The latest plan to transform a 27-acre site at University and Mesa drives may face the same fate as every other proposal since the 1990s – a return to the drawing board and starting over from scratch.
Currently known as Nexus and previously called Transform 17 and Site 17, the latest plan called for a public-private partnership to develop a mixed-use master plan with multiple housing types totaling 800-850 units, 200KSF of office space and 25KSF-30KSF of community-oriented retail.
Partially employing eminent domain, the City spent approximately $6M and leveled a 63-home neighborhood to acquire and prepare the site for economic revitalization.
The Nexus plan was the result of an exclusive dealings agreement between Mesa and developer Miravista Holdings. While talks have continued since that agreement expired in August, Downtown Transformation Manager Jeff McVay told a meeting of the Downtown Mesa Association Board of Directors last month that the plan is in jeopardy and that its continuation is unlikely in its current form.
He told the Board that if the site becomes available again, the City will probably issue a new Request for Proposals.
Neither City officials nor representatives for Miravista have commented publicly on the November meeting. McVay has met at least twice since then with developer representatives, and a City spokesperson said discussions are ongoing.

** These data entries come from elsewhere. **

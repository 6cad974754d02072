//! toon-flight
//!
//! A single decorative 3D scene rendered with wgpu on native targets and in the
//! browser (WASM + WebGL2): a toon-shaded aircraft gently bobbing in place,
//! clouds drifting past it, a scrolling farmland ground plane, a sky dome and
//! linear fog.
//!
//! The scene state is an explicit [`scene::SceneState`] value. Asset loading
//! completes asynchronously into it, and every frame the event loop advances it
//! with [`scene::SceneState::run_frame`] before handing it to the renderer.
//!
//! High-level modules
//! - `camera`: perspective camera, projection and orbit controller
//! - `config`: every tunable constant of the scene in one place
//! - `context`: GPU and window context that owns device/queue/pipelines
//! - `data_structures`: meshes, materials, instances, textures and the scene graph
//! - `flow`: the winit event loop driving loads, frames and resizes
//! - `pipelines`: toon and sky pipelines plus light and fog uniforms
//! - `render`: walks the scene graph and draws it
//! - `resources`: asset loaders and procedural geometry
//! - `scene`: scene setup, load completion and the per-frame transition
//!

pub mod camera;
pub mod config;
pub mod context;
pub mod data_structures;
pub mod flow;
pub mod pipelines;
pub mod render;
pub mod resources;
pub mod scene;

pub use config::SceneConfig;
pub use flow::run;

#[cfg(target_arch = "wasm32")]
use wasm_bindgen::prelude::*;

/// Browser entry point. The canvas is appended to the page body by the event loop.
#[cfg(target_arch = "wasm32")]
#[wasm_bindgen(start)]
pub fn start() -> Result<(), JsValue> {
    run(SceneConfig::default()).map_err(|e| JsValue::from_str(&e.to_string()))
}
fn main() -> anyhow::Result<()> {
    toon_flight::run(toon_flight::SceneConfig::default())
}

Initial designs were unveiled in March, and the Mesa Planning and Zoning Board praised the project’s density at an April meeting. The first phase of the development had been hoped to begin over the summer, but there has been no progress on the rezoning process so far.
The expressed hope had been to get the first phase done so that momentum could likely continue over the long-term no matter what happened with economic circumstances in the near- and mid-terms.
Speculation as to what has led to the development’s apparent stall includes supply chain and labor problems, rising construction costs, general inflation, the high costs of capital and other possible problems with financing. Miravista had been expected to use its own resources for the first phase and to cover all preliminary expenses.
The site’s history has become a complicating factor for its future. The neighborhood that was leveled was primarily Hispanic, and Mesa’s methods of acquisition are a sore point with the surrounding community. Advocates are emphasizing a need to acknowledge the site’s history and to incorporate input from the greater community in whatever is eventually built. (Source)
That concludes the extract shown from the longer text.